One important variable to consider when conflict is present during an interaction is the exchange of power. Power must be managed for a desirable outcome. Both the manager and employee have varying amounts of power to employ during the interaction. Power is the ability to influence another person's thoughts or actions in accordance with the possessor's wants or needs. At any given moment during an interaction, the manager or employee can construct and exert power that is either confirmed or contested by the other participant in the interaction. Power is, of course, constrained by the values and ethics of an organization, and even by the personal values, ethics, and morals of individuals within the organization. Despite their superior job titles or positions, managers do not necessarily have the power to control the interaction. As John French and Betram Raven claimed, individuals can possess reward power, coercive power, legitimate power, referent power, or expert power (or some combination thereof).21 Each participant in an interaction can exert influence through the power of intrinsic and extrinsic rewards (e.g., creating a good reputation, receiving bonuses, improving productivity) or punishments (e.g., decreasing productivity, damaging the work climate, resisting the completion of tasks), as well as legitimate power (based on the cultural acceptance of traditional authority given by a particular role or position), referent power in the ability to create good rapport with others, and expert power derived from knowledge in a particular area. Power differentials cannot be ignored. Because of their formal positions, managers can exert greater control than their employees, but employee queries are seldom ignored because productivity depends on the employees. Likewise, the referent power of employees and the use of informal lines of communication can significantly influence the operation of a company. Controlling the interaction through the use of power has a significant influence on the outcomes of negotiation.
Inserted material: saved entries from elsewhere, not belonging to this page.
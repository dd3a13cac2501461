//! Per-user context storage behind the capability router.
//!
//! Every successful non-chat capability stores its result under a fixed key
//! for the requesting user. The chatbot reads the seven tracked keys back as
//! one composite view, substituting "Not available" for anything the user
//! has not produced yet. The store is a bounded in-memory cache: capacity is
//! enforced by dropping the least recently written user, and an optional TTL
//! expires whole users lazily on access.

use std::collections::{BTreeMap, HashMap};
use std::time::{Duration, Instant};

use dashmap::DashMap;
use tracing::debug;

use crate::capability::Capability;
use crate::executor::TaskOutput;
use crate::prompts::NOT_AVAILABLE;
use crate::settings::ContextConfig;

/// One user's stored capability results, keyed by context key.
#[derive(Debug, Clone, Default, PartialEq)]
pub struct UserContext {
    results: HashMap<&'static str, TaskOutput>,
}

impl UserContext {
    pub fn get(&self, capability: Capability) -> Option<&TaskOutput> {
        capability.context_key().and_then(|key| self.results.get(key))
    }

    pub fn is_empty(&self) -> bool {
        self.results.is_empty()
    }

    pub fn len(&self) -> usize {
        self.results.len()
    }
}

/// Storage contract between the capability router and the chatbot.
pub trait ContextStore: Send + Sync {
    /// Snapshot of everything stored for `user_id`. Unknown users get an
    /// empty context.
    fn get(&self, user_id: &str) -> UserContext;

    /// Store a capability result for `user_id`, replacing any previous value
    /// under the same key. `Chat` results are dropped; the chatbot never
    /// writes.
    fn put(&self, user_id: &str, capability: Capability, output: TaskOutput);

    /// Composite chatbot view: the seven tracked context keys mapped to the
    /// stored result's prompt form, or "Not available" when absent.
    fn resolve_context(&self, user_id: &str) -> BTreeMap<&'static str, String>;
}

struct StoredContext {
    context: UserContext,
    last_write: Instant,
}

impl StoredContext {
    fn is_expired(&self, ttl: Option<Duration>) -> bool {
        match ttl {
            Some(ttl) => self.last_write.elapsed() >= ttl,
            None => false,
        }
    }
}

/// In-memory store keyed by user id.
pub struct InMemoryContextStore {
    entries: DashMap<String, StoredContext>,
    max_users: usize,
    ttl: Option<Duration>,
}

impl InMemoryContextStore {
    pub fn new() -> Self {
        Self {
            entries: DashMap::new(),
            max_users: 10_000,
            ttl: None,
        }
    }

    pub fn with_max_users(mut self, max_users: usize) -> Self {
        self.max_users = max_users.max(1);
        self
    }

    pub fn with_ttl(mut self, ttl: Duration) -> Self {
        self.ttl = Some(ttl);
        self
    }

    pub fn from_config(config: &ContextConfig) -> Self {
        let store = Self::new().with_max_users(config.max_users);
        match config.ttl_seconds {
            Some(secs) => store.with_ttl(Duration::from_secs(secs)),
            None => store,
        }
    }

    pub fn user_count(&self) -> usize {
        self.entries.len()
    }

    /// Drop the least recently written user to make room for a new one.
    fn evict_oldest(&self) {
        let oldest = self
            .entries
            .iter()
            .min_by_key(|entry| entry.value().last_write)
            .map(|entry| entry.key().clone());

        if let Some(user_id) = oldest {
            self.entries.remove(&user_id);
            debug!(user_id = %user_id, "evicted least recently written user context");
        }
    }
}

impl Default for InMemoryContextStore {
    fn default() -> Self {
        Self::new()
    }
}

impl ContextStore for InMemoryContextStore {
    fn get(&self, user_id: &str) -> UserContext {
        // The read guard must be gone before any remove on the same shard.
        let snapshot = self
            .entries
            .get(user_id)
            .map(|entry| (!entry.is_expired(self.ttl)).then(|| entry.context.clone()));

        match snapshot {
            Some(Some(context)) => context,
            Some(None) => {
                // Lazy expiry, re-checked under the write lock in case a
                // concurrent put refreshed the entry.
                self.entries
                    .remove_if(user_id, |_, stored| stored.is_expired(self.ttl));
                UserContext::default()
            }
            None => UserContext::default(),
        }
    }

    fn put(&self, user_id: &str, capability: Capability, output: TaskOutput) {
        let Some(key) = capability.context_key() else {
            debug!(%capability, "capability stores no context");
            return;
        };

        // Capacity is approximate under concurrent first writes.
        if !self.entries.contains_key(user_id) && self.entries.len() >= self.max_users {
            self.evict_oldest();
        }

        let mut entry = self
            .entries
            .entry(user_id.to_string())
            .or_insert_with(|| StoredContext {
                context: UserContext::default(),
                last_write: Instant::now(),
            });
        entry.context.results.insert(key, output);
        entry.last_write = Instant::now();
        debug!(user_id = %user_id, key, "stored capability result");
    }

    fn resolve_context(&self, user_id: &str) -> BTreeMap<&'static str, String> {
        let context = self.get(user_id);
        let mut resolved = BTreeMap::new();
        for capability in Capability::CHAT_TRACKED {
            let Some(key) = capability.context_key() else {
                continue;
            };
            let value = context
                .get(capability)
                .map(|output| output.as_prompt_value())
                .unwrap_or_else(|| NOT_AVAILABLE.to_string());
            resolved.insert(key, value);
        }
        resolved
    }
}

#[cfg(test)]
mod tests {
    use super::*;
    use std::sync::Arc;

    fn output(text: &str) -> TaskOutput {
        TaskOutput::from_engine_text(text.to_string())
    }

    #[test]
    fn unknown_user_resolves_to_all_not_available() {
        let store = InMemoryContextStore::new();
        let resolved = store.resolve_context("nobody");
        assert_eq!(resolved.len(), 7);
        assert!(resolved.values().all(|v| v == NOT_AVAILABLE));
    }

    #[test]
    fn writes_replace_only_their_own_key() {
        let store = InMemoryContextStore::new();
        store.put("u1", Capability::Plan, output("first plan"));
        store.put("u1", Capability::Budget, output("the budget"));
        store.put("u1", Capability::Plan, output("second plan"));

        let context = store.get("u1");
        assert_eq!(context.len(), 2);
        assert_eq!(context.get(Capability::Plan), Some(&output("second plan")));
        assert_eq!(context.get(Capability::Budget), Some(&output("the budget")));
    }

    #[test]
    fn chat_results_are_never_stored() {
        let store = InMemoryContextStore::new();
        store.put("u1", Capability::Chat, output("hello there"));
        assert!(store.get("u1").is_empty());
    }

    #[test]
    fn place_details_is_stored_but_invisible_to_the_chatbot() {
        let store = InMemoryContextStore::new();
        store.put("u1", Capability::PlaceDetails, output("the Louvre"));

        assert!(store.get("u1").get(Capability::PlaceDetails).is_some());

        let resolved = store.resolve_context("u1");
        assert!(!resolved.contains_key("place_details"));
        assert!(resolved.values().all(|v| v == NOT_AVAILABLE));
    }

    #[test]
    fn users_are_isolated() {
        let store = InMemoryContextStore::new();
        store.put("u1", Capability::Plan, output("u1 plan"));

        assert!(store.get("u2").is_empty());
        let resolved = store.resolve_context("u2");
        assert!(resolved.values().all(|v| v == NOT_AVAILABLE));
    }

    #[test]
    fn structured_results_resolve_to_their_json_form() {
        let store = InMemoryContextStore::new();
        store.put("u1", Capability::Budget, output(r#"{"Total":"$850"}"#));

        let resolved = store.resolve_context("u1");
        assert_eq!(resolved["budget"], r#"{"Total":"$850"}"#);
    }

    #[test]
    fn capacity_evicts_the_least_recently_written_user() {
        let store = InMemoryContextStore::new().with_max_users(2);
        store.put("u1", Capability::Plan, output("p1"));
        std::thread::sleep(Duration::from_millis(5));
        store.put("u2", Capability::Plan, output("p2"));
        std::thread::sleep(Duration::from_millis(5));
        store.put("u1", Capability::Budget, output("b1"));
        std::thread::sleep(Duration::from_millis(5));
        store.put("u3", Capability::Plan, output("p3"));

        assert_eq!(store.user_count(), 2);
        assert!(store.get("u2").is_empty(), "u2 was written least recently");
        assert!(!store.get("u1").is_empty());
        assert!(!store.get("u3").is_empty());
    }

    #[test]
    fn ttl_expires_whole_users() {
        let store = InMemoryContextStore::new().with_ttl(Duration::from_millis(20));
        store.put("u1", Capability::Plan, output("p1"));
        assert!(!store.get("u1").is_empty());

        std::thread::sleep(Duration::from_millis(40));
        assert!(store.get("u1").is_empty());
        let resolved = store.resolve_context("u1");
        assert!(resolved.values().all(|v| v == NOT_AVAILABLE));
    }

    #[test]
    fn concurrent_writes_to_one_user_both_land() {
        let store = Arc::new(InMemoryContextStore::new());

        let writer_a = {
            let store = store.clone();
            std::thread::spawn(move || {
                for _ in 0..100 {
                    store.put("u1", Capability::Plan, output("the plan"));
                }
            })
        };
        let writer_b = {
            let store = store.clone();
            std::thread::spawn(move || {
                for _ in 0..100 {
                    store.put("u1", Capability::Budget, output("the budget"));
                }
            })
        };
        writer_a.join().unwrap();
        writer_b.join().unwrap();

        let context = store.get("u1");
        assert!(context.get(Capability::Plan).is_some());
        assert!(context.get(Capability::Budget).is_some());
    }
}
//! Error taxonomy for the capability request path.

use axum::http::StatusCode;
use axum::response::{IntoResponse, Json, Response};
use serde::Serialize;
use thiserror::Error;
use tracing::error;

use crate::engine::EngineError;

/// Failure of a single capability request.
///
/// Every variant surfaces as the same uniform failure response: HTTP 500
/// with a body naming the error kind and carrying the underlying message.
#[derive(Debug, Error)]
pub enum Error {
    /// The prompt template itself could not be rendered. Declared
    /// placeholders are pre-filled before rendering, so this indicates
    /// drift between a template and its declared placeholder set.
    #[error("prompt rendering failed: {0}")]
    Render(#[from] handlebars::RenderError),

    /// The completion engine failed or returned an unusable response.
    #[error(transparent)]
    Execution(#[from] EngineError),

    /// The request itself was unusable, for example an empty user id.
    #[error("{0}")]
    Validation(String),
}

impl Error {
    /// Stable kind tag carried in failure bodies.
    pub fn kind(&self) -> &'static str {
        match self {
            Error::Render(_) => "render",
            Error::Execution(_) => "execution",
            Error::Validation(_) => "validation",
        }
    }
}

/// Body of every failure response.
#[derive(Debug, Serialize)]
pub struct ErrorBody {
    pub error: &'static str,
    pub detail: String,
}

impl IntoResponse for Error {
    fn into_response(self) -> Response {
        let body = ErrorBody {
            error: self.kind(),
            detail: self.to_string(),
        };
        error!(kind = body.error, detail = %body.detail, "capability request failed");
        (StatusCode::INTERNAL_SERVER_ERROR, Json(body)).into_response()
    }
}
Negotiation is the foundation of conflict management. Negotiation is an exchange of information with an attempt to persuade or develop understanding among disputing parties to obtain a settlement. A mutually successful negotiation results in a settlement that is acceptable to all parties involved. However, many negotiations can result in different degrees of satisfaction among the parties involved, and typically the individual with less power at the time of the negotiation is less satisfied with the outcome. Critical thinking throughout the negotiation process is important. Negotiators should gather and analyze information (preferably before negotiation begins), critically analyze new information while problem solving during the interaction, and create a feasible resolution close to the preferred outcome. The problem-solving process in negotiation is not unlike the physical therapy evaluation in that the manager must gather subjective information and then examine objective findings. This evaluative process facilitates a thorough assessment of the situation and ultimately results in a plan for resolution. Nonetheless, intended goals may differ, as sometimes occurs between patients and therapists, and certain strategies must be employed to influence the negotiation. The first step is to develop bargaining objectives and establish a concrete range of acceptable options. The second step is to assume a mindset to optimize outcomes in good faith through negotiation with proper etiquette and a display of mutual respect. The third step is to select and appropriately employ conflict management strategies.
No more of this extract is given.